I then subsequently bought myself a hard copy, from a book group on FB that sells second hand books at great prices, and you collect them at the post office, luckily, you can keep ‘piles’ with the various buyers and pay only one postage price. Its great! But can be rather detrimental on your bank balance, because even those R30’s add up….But back to the book.
Out of my ‘pile’ of books I decided to start with this one as I had heard fabulous things about the book- without having gone searching for reviews, the seller loved it and I generally give books a second chance if I didn’t manage it on the first. My verdict? I absolutely loved it. It had me rapt for a couple of days and I found myself reading when I really should not have been reading, but it was a case of ‘just one more minute, then I will get ready for work’ -Luckily I work from home so I do sometimes have a few extra minutes to spare….
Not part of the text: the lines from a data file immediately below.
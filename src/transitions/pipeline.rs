//! GPU resources shared by every transition implementation.

use std::sync::Arc;

use smallvec::SmallVec;

use crate::foundation::core::FrameRGBA;
use crate::foundation::error::SlideFxResult;
use crate::gpu::context::{Attribute, FrameRequestId, RenderContext};
use crate::gpu::resources::{GpuBuffer, GpuProgram, GpuTexture, GpuVertexArray};
use crate::gpu::shader::{FragmentShader, TextureUnit, Uniform};

/// Floats per interleaved vertex: `xyz` position then `uv`.
pub(crate) const VERTEX_STRIDE: usize = 5;

/// Program, vertex array, buffers and textures owned by one transition.
///
/// Handles are released in a fixed order by [`dispose`](Self::dispose), which may be called any
/// number of times. Once disposed, or once the context is disposed, every method is inert.
#[derive(Debug)]
pub struct GpuPipeline {
    ctx: RenderContext,
    program: Option<GpuProgram>,
    vao: Option<GpuVertexArray>,
    buffers: SmallVec<[GpuBuffer; 2]>,
    leaving: Option<GpuTexture>,
    entering: Option<GpuTexture>,
    vertex_count: usize,
    frame_request: Option<FrameRequestId>,
    disposed: bool,
}

impl GpuPipeline {
    pub fn new(ctx: RenderContext) -> Self {
        Self {
            ctx,
            program: None,
            vao: None,
            buffers: SmallVec::new(),
            leaving: None,
            entering: None,
            vertex_count: 0,
            frame_request: None,
            disposed: false,
        }
    }

    pub fn context(&self) -> &RenderContext {
        &self.ctx
    }

    /// `false` after [`dispose`](Self::dispose) or once the context itself is gone.
    pub fn is_live(&self) -> bool {
        !self.disposed && !self.ctx.is_disposed()
    }

    pub fn is_prepared(&self) -> bool {
        self.program.is_some() && self.vao.is_some()
    }

    /// Vertices uploaded by [`init_buffers`](Self::init_buffers).
    pub fn vertex_count(&self) -> usize {
        self.vertex_count
    }

    pub fn init_program(&mut self, shader: Arc<dyn FragmentShader>) -> SlideFxResult<()> {
        self.program = Some(self.ctx.create_program(shader)?);
        Ok(())
    }

    /// Upload interleaved `xyz uv` vertices and record the attribute layout.
    pub fn init_buffers(&mut self, vertices: &[f32]) -> SlideFxResult<()> {
        let vao = self.ctx.create_vertex_array()?;
        let buffer = self.ctx.create_buffer()?;
        self.ctx.bind_vertex_array(Some(&vao));
        self.ctx.bind_buffer(Some(&buffer));
        self.ctx.buffer_data(&buffer, vertices);
        self.ctx
            .vertex_attrib_pointer(&vao, Attribute::Position, &buffer, 3, VERTEX_STRIDE, 0);
        self.ctx
            .vertex_attrib_pointer(&vao, Attribute::TexCoord, &buffer, 2, VERTEX_STRIDE, 3);
        self.ctx.bind_buffer(None);
        self.ctx.bind_vertex_array(None);

        self.vertex_count = vertices.len() / VERTEX_STRIDE;
        self.buffers.push(buffer);
        self.vao = Some(vao);
        Ok(())
    }

    pub fn upload_textures(
        &mut self,
        leaving: Option<&FrameRGBA>,
        entering: &FrameRGBA,
    ) -> SlideFxResult<()> {
        self.leaving = leaving.map(|f| self.ctx.create_texture(f)).transpose()?;
        self.entering = Some(self.ctx.create_texture(entering)?);
        Ok(())
    }

    pub fn has_leaving_texture(&self) -> bool {
        self.leaving.is_some()
    }

    /// Set uniforms on the program once, right after linking.
    pub fn init_uniforms(&self, values: &[Uniform]) {
        if !self.is_live() {
            return;
        }
        self.ctx.use_program(self.program.as_ref());
        for v in values {
            self.ctx.uniform(*v);
        }
    }

    /// Bind program, vertex array and both textures to their fixed units.
    pub fn bind(&self) {
        if !self.is_live() {
            return;
        }
        self.ctx.use_program(self.program.as_ref());
        self.ctx.bind_vertex_array(self.vao.as_ref());
        self.ctx
            .bind_texture(TextureUnit::Leaving, self.leaving.as_ref());
        self.ctx
            .bind_texture(TextureUnit::Entering, self.entering.as_ref());
    }

    pub fn request_frame(&mut self) {
        if !self.is_live() {
            return;
        }
        self.frame_request = self.ctx.request_frame();
    }

    /// Release everything this pipeline owns.
    ///
    /// Order: cancel the pending frame, clear, delete the vertex array, delete the program,
    /// unbind buffers, vertex array and textures, reset the program binding, flush. Textures and
    /// buffers are released last, after they are unbound.
    pub fn dispose(&mut self) {
        if self.disposed {
            return;
        }
        self.disposed = true;
        if self.ctx.is_disposed() {
            tracing::debug!("pipeline dispose after context loss");
            self.drop_handles();
            return;
        }

        if let Some(id) = self.frame_request.take() {
            self.ctx.cancel_frame(id);
        }
        self.ctx.clear();
        self.vao = None;
        self.program = None;
        self.ctx.bind_buffer(None);
        self.ctx.bind_vertex_array(None);
        self.ctx.unbind_all_textures();
        self.ctx.use_program(None);
        self.ctx.flush();
        self.drop_handles();
    }

    fn drop_handles(&mut self) {
        self.frame_request = None;
        self.vao = None;
        self.program = None;
        self.buffers.clear();
        self.leaving = None;
        self.entering = None;
        self.vertex_count = 0;
    }
}

impl Drop for GpuPipeline {
    fn drop(&mut self) {
        self.dispose();
    }
}

#[cfg(test)]
#[path = "../../tests/unit/transitions/pipeline.rs"]
mod tests;
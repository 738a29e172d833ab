use super::*;
use crate::foundation::core::Canvas;
use crate::gpu::context::ContextOpts;

fn ctx() -> RenderContext {
    RenderContext::new(Canvas::new(64, 64).unwrap(), ContextOpts { parallel: false })
}

fn white() -> Rgba8Premul {
    Rgba8Premul::from_straight_rgba(255, 255, 255, 255)
}

fn lit_pixels(ctx: &RenderContext) -> usize {
    ctx.read_pixels()
        .data
        .chunks_exact(4)
        .filter(|p| p[0] > 0)
        .count()
}

#[test]
fn spinner_draws_a_ring_around_the_centre() {
    let ctx = ctx();
    let mut loader = GpuLoader::new(ctx.clone(), white());
    loader.start_loader(Duration::from_millis(100)).unwrap();
    assert!(loader.is_running());
    assert!(ctx.has_pending_frame());

    let frame = ctx.read_pixels();
    assert_eq!(frame.pixel(32, 32), Some([0, 0, 0, 255]));
    assert_eq!(frame.pixel(0, 0), Some([0, 0, 0, 255]));
    assert!(lit_pixels(&ctx) > 0);
}

#[test]
fn every_frame_requests_the_next() {
    let ctx = ctx();
    let mut loader = GpuLoader::new(ctx.clone(), white());
    loader.start_loader(Duration::ZERO).unwrap();
    for ms in [16, 33, 50] {
        assert!(ctx.take_frame_request().is_some());
        assert!(loader.render_frame(Duration::from_millis(ms)));
    }
    assert!(ctx.has_pending_frame());
}

#[test]
fn spinner_turns_over_time() {
    let ctx = ctx();
    let mut loader = GpuLoader::new(ctx.clone(), white());
    loader.start_loader(Duration::ZERO).unwrap();
    let first = ctx.read_pixels();
    loader.render_frame(Duration::from_millis(300));
    assert_ne!(first, ctx.read_pixels());
}

#[test]
fn stop_releases_everything_and_silences_the_loader() {
    let ctx = ctx();
    let mut loader = GpuLoader::new(ctx.clone(), white());
    loader.start_loader(Duration::ZERO).unwrap();
    assert!(ctx.live_objects().total() > 0);

    loader.stop_loader();
    assert!(!loader.is_running());
    assert_eq!(ctx.live_objects().total(), 0);
    assert!(!ctx.has_pending_frame());

    let calls = ctx.call_count();
    assert!(!loader.render_frame(Duration::from_millis(16)));
    loader.stop_loader();
    assert_eq!(ctx.call_count(), calls);
}

#[test]
fn loader_can_restart_after_stop() {
    let ctx = ctx();
    let mut loader = GpuLoader::new(ctx.clone(), white());
    loader.start_loader(Duration::ZERO).unwrap();
    loader.stop_loader();
    loader.start_loader(Duration::from_secs(1)).unwrap();
    assert!(loader.render_frame(Duration::from_millis(1100)));
    loader.stop_loader();
    assert_eq!(ctx.live_objects().total(), 0);
}

#[test]
fn context_loss_stops_the_loader() {
    let ctx = ctx();
    let mut loader = GpuLoader::new(ctx.clone(), white());
    loader.start_loader(Duration::ZERO).unwrap();
    ctx.dispose();
    assert!(!loader.render_frame(Duration::from_millis(16)));
    assert!(!loader.is_running());
    loader.stop_loader();
    assert!(loader.start_loader(Duration::from_millis(32)).is_err());
}

#[test]
fn no_op_loader_only_tracks_state() {
    let mut loader = NoOpLoader::default();
    assert!(!loader.render_frame(Duration::ZERO));
    loader.start_loader(Duration::ZERO).unwrap();
    assert!(loader.is_running());
    assert!(loader.render_frame(Duration::from_millis(16)));
    loader.stop_loader();
    assert!(!loader.is_running());
}
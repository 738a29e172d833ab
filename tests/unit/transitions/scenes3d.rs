use super::*;
use crate::foundation::transform3d::Mat4;

fn mat_close(a: Mat4, b: Mat4) -> bool {
    (0..4).all(|c| (0..4).all(|r| (a.cols[c][r] - b.cols[c][r]).abs() < 1e-6))
}

fn all_scenes() -> Vec<(&'static str, Scene3d)> {
    vec![
        ("outside cube", outside_cube()),
        ("inside cube", inside_cube()),
        ("fall", fall()),
        ("turn around", turn_around()),
        ("rochade", rochade()),
        ("venetian vertical", venetian(true)),
        ("venetian horizontal", venetian(false)),
        ("news flash", news_flash()),
    ]
}

#[test]
fn leaving_starts_and_entering_ends_in_place() {
    for (sx, sy) in [(1.0, 1.0), (1.0, 0.5625), (0.75, 1.0)] {
        for (name, scene) in all_scenes() {
            for p in &scene.leaving {
                assert!(mat_close(p.matrix(0.0, sx, sy), Mat4::IDENTITY), "{name} leaving");
            }
            for p in &scene.entering {
                assert!(mat_close(p.matrix(1.0, sx, sy), Mat4::IDENTITY), "{name} entering");
            }
        }
    }
}

#[test]
fn every_scene_has_matching_primitive_counts() {
    for (name, scene) in all_scenes() {
        assert!(!scene.leaving.is_empty(), "{name}");
        assert_eq!(scene.leaving.len(), scene.entering.len(), "{name}");
        assert!(scene.scene_ops.is_empty(), "{name}");
    }
}

#[test]
fn venetian_strips_tile_the_slide() {
    let scene = venetian(true);
    assert_eq!(scene.leaving.len(), VENETIAN_STRIPS);
    let width: f32 = scene
        .leaving
        .iter()
        .map(|p| {
            let xs = p.vertices().iter().map(|v| v[0]);
            let (lo, hi) = xs.fold((f32::MAX, f32::MIN), |(lo, hi), x| (lo.min(x), hi.max(x)));
            hi - lo
        })
        .sum();
    assert!((width - 2.0).abs() < 1e-5);
}

#[test]
fn entering_cube_face_starts_turned_away() {
    let scene = outside_cube();
    let m = scene.entering[0].matrix(0.0, 1.0, 1.0);
    // The slide centre sits on the left face of the cube.
    let c = m.transform_point([0.0, 0.0, 0.0, 1.0]);
    assert!((c[0] + 1.0).abs() < 1e-9);
    assert!((c[2] + 1.0).abs() < 1e-9);
}

#[test]
fn news_flash_swaps_at_midpoint() {
    let scene = news_flash();
    let leaving = scene.leaving[0].matrix(0.75, 1.0, 1.0);
    let entering = scene.entering[0].matrix(0.25, 1.0, 1.0);
    // Both are parked far off to the side outside their half.
    assert!(leaving.transform_point([0.0, 0.0, 0.0, 1.0])[0] > 50.0);
    assert!(entering.transform_point([0.0, 0.0, 0.0, 1.0])[0] > 50.0);
}
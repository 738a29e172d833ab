use std::fs::File;
use std::io::BufReader;
use std::path::Path;
use std::time::Duration;

use crate::compositor::sizing::compute_layer_size;
use crate::foundation::core::{Canvas, Rgba8Premul};
use crate::foundation::error::{SlideFxError, SlideFxResult};
use crate::transitions::{DEFAULT_ANIMATION_TIME, TransitionKind};

/// Options of one slideshow session.
#[derive(Clone, Debug, PartialEq, serde::Serialize, serde::Deserialize)]
#[serde(rename_all = "camelCase", default)]
pub struct SlideShowOpts {
    /// Slide width in document units. The layer canvas is derived from it.
    pub slide_width: u32,
    /// Slide height in document units.
    pub slide_height: u32,
    /// Transition length for slides that declare none, in milliseconds.
    pub default_transition_ms: u64,
    /// Resolve unsupported effects to a crossfade instead of a cut.
    pub fallback_to_crossfade: bool,
    /// Show a spinner while a slide's layers are missing.
    pub loader: bool,
    /// `#rrggbb` shown before the first slide and under every layer stack.
    pub clear_color: String,
    /// Shade rows in parallel.
    pub parallel_raster: bool,
}

impl Default for SlideShowOpts {
    fn default() -> Self {
        Self {
            slide_width: 1280,
            slide_height: 720,
            default_transition_ms: DEFAULT_ANIMATION_TIME.as_millis() as u64,
            fallback_to_crossfade: true,
            loader: true,
            clear_color: "#000000".to_owned(),
            parallel_raster: true,
        }
    }
}

impl SlideShowOpts {
    pub fn from_reader<R: std::io::Read>(r: R) -> SlideFxResult<Self> {
        let opts: Self = serde_json::from_reader(r)
            .map_err(|e| SlideFxError::serde(format!("parse slideshow options: {e}")))?;
        opts.validate()?;
        Ok(opts)
    }

    pub fn from_path(path: impl AsRef<Path>) -> SlideFxResult<Self> {
        let path = path.as_ref();
        let f = File::open(path).map_err(|e| {
            SlideFxError::validation(format!("open slideshow options '{}': {e}", path.display()))
        })?;
        Self::from_reader(BufReader::new(f))
    }

    pub fn validate(&self) -> SlideFxResult<()> {
        if self.slide_width == 0 || self.slide_height == 0 {
            return Err(SlideFxError::validation("slide size must be non-zero"));
        }
        Rgba8Premul::from_hex(&self.clear_color)?;
        Ok(())
    }

    /// Canvas every layer and frame is rendered at.
    pub fn canvas(&self) -> SlideFxResult<Canvas> {
        let [w, h] = compute_layer_size(self.slide_width, self.slide_height);
        Canvas::new(w, h)
    }

    pub fn default_transition_duration(&self) -> Duration {
        Duration::from_millis(self.default_transition_ms)
    }

    /// Parsed clear colour; black when the string is invalid.
    pub fn clear_color(&self) -> Rgba8Premul {
        Rgba8Premul::from_hex(&self.clear_color).unwrap_or_else(|err| {
            tracing::warn!(%err, "invalid clear colour, using black");
            Rgba8Premul::black()
        })
    }

    /// Kind unsupported effects resolve to.
    pub fn fallback_kind(&self) -> TransitionKind {
        if self.fallback_to_crossfade {
            TransitionKind::Crossfade
        } else {
            TransitionKind::NoTransition
        }
    }
}

#[cfg(test)]
#[path = "../../tests/unit/slideshow/config.rs"]
mod tests;
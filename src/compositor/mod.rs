//! Slide and shape bitmaps fed to transitions.

/// Layer composition.
pub mod layers;
/// Layer resolution tiers.
pub mod sizing;

pub use layers::{
    Layer, LayerCompositor, LayerKind, LayerSource, MemoryLayerSource,
    SolidLayerSource,
};
pub use sizing::{compute_layer_resolution, compute_layer_size};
The story is apocalyptic in nature, and so easily written about, that out of all the Dystopian/Post Apocalyptic novels I have read, this one was the most easily believable and almost relatable. The world succumbed to the Georgian Flu, whereby once the virus got you, you were man down and out within a day or two. I loved how the author describe the ending of the world, in fact one part which really plays with my mind is the aeroplane scene. This happens in the beginning so no spoilers to worry about. A group of airplanes and their passengers have been diverted from their original travel path and deposited at this airport whereby they end up living and forming a museum out of the left overs of the life that no longer exists and becomes a destination for travellers in the left over world. While they are in the arrivals department on one of the earlier days of the outbreak, a plan lands, but no one disembarks. And the plane stays there for the rest of time. I found that one scene so powerful in its simplicity.
And, I found it quite haunting as I was on a aeroplane twice this weekend, and both times this scene came back to haunt me.
When I finished the book, I felt bereft without the characters and it took me a few days to process the story. As I said, I loved it, but the ending was not what I was hoping/expecting. That is the problem with some books, they are excellent and then almost let themselves down by their endings. Though I guess that is really the readers problem and not the writer. Why didn’t I like it? I have been pondering how to get it into words, so here is my attempt:
The ending was lovely in that it brought all the pieces of the puzzle together and how each character related within the weave of the novel. But I found it almost too tame. Which in hindsight of having been disappointed, life is quite tame in its labyrinth of who’s connected where. Its the rule of 3, that at least one person will know one person will know one person within your circle of people. I guess, because the story unfolded so gently I almost expected the explosion of the truth of the novel to be hurtled at me, and not gently put there. I wonder if anyone felt the same way? I would love to know.
If you haven’t read it yet, do give it a go, and then come back here and let me know what you thought. I would have to say that is one of those books that lingers with you long after you have finished reading it.